No. I mean, I think that they are bringing stuff to market and things have shifted somewhat. So, you know, I think we can still buy in a very, very, you know, accretive way. There's no shortage of product in the U.S. to go by. And I think some of the sellers, you know, are still very motivated to sell in a thinner buyer pool. You know, there's still more opportunities because there's less buyers. So there's tons of sellers. There's tons of product. We have a pipeline in the billions like we always do. But, you know, we can be selective. And I think it's about buying, as Connor said, low in-place rents at a cheap price per square foot. And that's what we've always done. And I think that will be extremely valuable in an inflationary environment.
Okay. Are you still targeting sort of cap rates in the seven handle range or have they come down a bit? Like where's the sweet spot for you in terms of?
I think that it's, it's interesting. Um, You know, if you look at some of the larger portfolio deals that have been done in the last 12 months in the U.S., you know, whether it's the Donahue-Schreiber deal or, you know, some other deals, I would say those cap rates have been in the fives. But we think there's, you know, cap rates, and I know, Jenny, I've talked to you about this, cap rates are kind of out of context if you don't know what rent you're capping. So... I think if I would rather buy something with a low in place rent in the high sixes, knowing that I'm going to reset it in two years at a way different rent, because I'm really then buying a stabilized rent two years from now at an eight or nine cap. And that's what we are talking about. I think that we are very fundamental real estate people. And I think that there are still great acquisitions to buy in the high sixes, with positive leverage because you're going to be able to reset those rents that are below market in the short term.

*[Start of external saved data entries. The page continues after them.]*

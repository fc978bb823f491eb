//! Interpreting yt-dlp output.
//!
//! Kept free of any process handling so the edge cases of yt-dlp's JSON can
//! be exercised directly.

use crate::error::{ErrorKind, Result};
use crate::models::{SearchResult, VideoId, VideoMetadata, watch_url};
use exn::{OptionExt, ResultExt};
use serde_json::Value;
use time::{Date, Month};

const UNKNOWN_CHANNEL: &str = "Unknown";

/// Parse line-delimited JSON from a flat search listing.
///
/// Blank lines, lines that aren't JSON objects, and entries without an id are
/// skipped.
pub fn search_results(stdout: &str) -> Vec<SearchResult> {
    stdout
        .lines()
        .map(str::trim)
        .filter(|line| !line.is_empty())
        .filter_map(|line| match serde_json::from_str::<Value>(line) {
            Ok(value) => search_result(&value),
            Err(err) => {
                tracing::debug!(error = %err, "Skipping malformed search output line");
                None
            },
        })
        .collect()
}

fn search_result(value: &Value) -> Option<SearchResult> {
    let id = value.get("id")?.as_str()?.to_string();
    let duration = value.get("duration").and_then(Value::as_f64).map(|d| d.max(0.0).round() as u64);
    Some(SearchResult {
        url: watch_url(&id),
        title: string_field(value, "title").unwrap_or_default(),
        channel: string_field(value, "channel")
            .or_else(|| string_field(value, "uploader"))
            .unwrap_or_else(|| UNKNOWN_CHANNEL.to_string()),
        duration,
        duration_raw: duration.unwrap_or(0),
        upload_date: String::new(),
        upload_timestamp: 0,
        views: String::new(),
        view_count: 0,
        id,
    })
}

/// Non-empty string value of `key`.
fn string_field(value: &Value, key: &str) -> Option<String> {
    value.get(key).and_then(Value::as_str).filter(|s| !s.is_empty()).map(str::to_string)
}

/// Parse the single JSON document printed by `--dump-json` for one video.
pub fn metadata(id: VideoId, stdout: &str) -> Result<VideoMetadata> {
    let value: Value = serde_json::from_str(stdout.trim()).or_raise(|| ErrorKind::Malformed)?;
    if !value.is_object() {
        exn::bail!(ErrorKind::Malformed);
    }
    let raw_date = value.get("upload_date").and_then(Value::as_str).unwrap_or_default();
    let (upload_date, upload_timestamp) = upload_date(raw_date);
    let view_count = value.get("view_count").and_then(Value::as_u64).unwrap_or(0);
    Ok(VideoMetadata { id, upload_date, upload_timestamp, views: humanize_views(view_count), view_count })
}

/// Turn yt-dlp's `YYYYMMDD` into `YYYY-MM-DD` and the unix timestamp of
/// midnight UTC on that day.
///
/// Anything not shaped like `YYYYMMDD` is passed through with a zero
/// timestamp; a well-shaped but impossible date is reformatted but still gets
/// a zero timestamp.
pub fn upload_date(raw: &str) -> (String, i64) {
    if raw.len() != 8 || !raw.bytes().all(|b| b.is_ascii_digit()) {
        return (raw.to_string(), 0);
    }
    let (year, rest) = raw.split_at(4);
    let (month, day) = rest.split_at(2);
    let timestamp = calendar_date(year, month, day).map_or(0, |date| date.midnight().assume_utc().unix_timestamp());
    (format!("{year}-{month}-{day}"), timestamp)
}

fn calendar_date(year: &str, month: &str, day: &str) -> Option<Date> {
    let month = Month::try_from(month.parse::<u8>().ok()?).ok()?;
    Date::from_calendar_date(year.parse().ok()?, month, day.parse().ok()?).ok()
}

/// `1.2M views`, `3.4K views`, `12 views`, or empty for zero.
pub fn humanize_views(views: u64) -> String {
    match views {
        0 => String::new(),
        1..1_000 => format!("{views} views"),
        1_000..1_000_000 => format!("{:.1}K views", views as f64 / 1_000.0),
        _ => format!("{:.1}M views", views as f64 / 1_000_000.0),
    }
}

/// The first non-empty line printed by `-g`.
pub fn audio_url(stdout: &str) -> Result<String> {
    stdout
        .lines()
        .map(str::trim)
        .find(|line| !line.is_empty())
        .map(str::to_string)
        .ok_or_raise(|| ErrorKind::Malformed)
}

#[cfg(test)]
mod tests {
    use super::*;
    use rstest::rstest;

    #[test]
    fn test_search_results_skip_malformed_lines() {
        let stdout = concat!(
            r#"{"id": "aaa", "title": "First", "channel": "Chan", "duration": 213.0}"#,
            "\n",
            "this is not json\n",
            "\n",
            r#"{"id": "bbb", "title": "Second", "uploader": "Uploader", "duration": null}"#,
            "\n",
            r#"{"title": "No id"}"#,
            "\n",
            r#"{"id": "ccc", "title": "Third", "channel": ""}"#,
            "\n",
        );
        let results = search_results(stdout);
        assert_eq!(results.len(), 3);

        assert_eq!(results[0].id, "aaa");
        assert_eq!(results[0].channel, "Chan");
        assert_eq!(results[0].duration, Some(213));
        assert_eq!(results[0].duration_raw, 213);
        assert_eq!(results[0].url, "https://youtube.com/watch?v=aaa");

        assert_eq!(results[1].channel, "Uploader");
        assert_eq!(results[1].duration, None);
        assert_eq!(results[1].duration_raw, 0);

        assert_eq!(results[2].channel, "Unknown");
    }

    #[test]
    fn test_search_results_of_empty_output() {
        assert!(search_results("").is_empty());
        assert!(search_results("\n\n").is_empty());
    }

    #[test]
    fn test_search_result_placeholders() {
        let results = search_results(r#"{"id": "aaa", "title": "t"}"#);
        let json = serde_json::to_value(&results[0]).unwrap();
        assert_eq!(json["upload_date"], "");
        assert_eq!(json["upload_timestamp"], 0);
        assert_eq!(json["views"], "");
        assert_eq!(json["view_count"], 0);
    }

    #[rstest]
    #[case(0, "")]
    #[case(1, "1 views")]
    #[case(12, "12 views")]
    #[case(999, "999 views")]
    #[case(1_000, "1.0K views")]
    #[case(3_400, "3.4K views")]
    #[case(1_000_000, "1.0M views")]
    #[case(1_234_567, "1.2M views")]
    fn test_humanize_views(#[case] views: u64, #[case] expected: &str) {
        assert_eq!(humanize_views(views), expected);
    }

    #[rstest]
    #[case("20240115", "2024-01-15", 1_705_276_800)]
    #[case("19700101", "1970-01-01", 0)]
    #[case("20241399", "2024-13-99", 0)]
    #[case("", "", 0)]
    #[case("2024-01", "2024-01", 0)]
    fn test_upload_date(#[case] raw: &str, #[case] date: &str, #[case] timestamp: i64) {
        assert_eq!(upload_date(raw), (date.to_string(), timestamp));
    }

    #[test]
    fn test_metadata() {
        let id = VideoId::parse("abc123").unwrap();
        let stdout = r#"{"id": "abc123", "upload_date": "20240115", "view_count": 1234567}"#;
        let metadata = metadata(id.clone(), stdout).unwrap();
        assert_eq!(metadata.id, id);
        assert_eq!(metadata.upload_date, "2024-01-15");
        assert_eq!(metadata.upload_timestamp, 1_705_276_800);
        assert_eq!(metadata.views, "1.2M views");
        assert_eq!(metadata.view_count, 1_234_567);
    }

    #[test]
    fn test_metadata_with_missing_fields() {
        let metadata = metadata(VideoId::parse("abc123").unwrap(), r#"{"view_count": null}"#).unwrap();
        assert_eq!(metadata.upload_date, "");
        assert_eq!(metadata.views, "");
        assert_eq!(metadata.view_count, 0);
    }

    #[rstest]
    #[case("")]
    #[case("not json")]
    #[case("[1, 2]")]
    fn test_metadata_malformed(#[case] stdout: &str) {
        let err = metadata(VideoId::parse("abc123").unwrap(), stdout).unwrap_err();
        assert!(matches!(&*err, ErrorKind::Malformed));
    }

    #[test]
    fn test_audio_url_takes_first_line() {
        let stdout = "\nhttps://cdn.example/audio?sig=1\nhttps://cdn.example/other\n";
        assert_eq!(audio_url(stdout).unwrap(), "https://cdn.example/audio?sig=1");
        assert!(matches!(&*audio_url("  \n").unwrap_err(), ErrorKind::Malformed));
    }
}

Okay, that's very helpful. My last question is, so Blair, I noticed the title, you dropped the interim on the CEO, so I'm just wondering if you read into that as you take on a permanent position or if that's a chair that you're still looking to fill with someone else?
Yeah, you know, I think we'll come out with some more information on that within the next, you know, 45 to 60 days.
Okay, great.
Thank you very much. Yep.
Presenters, there are no further questions over the phone. Let me turn the call on one moment.
Thank you, everyone, for joining the Q1 2022 conference call for site grocery. Have a great day. This concludes today's conference call. You may now disconnect.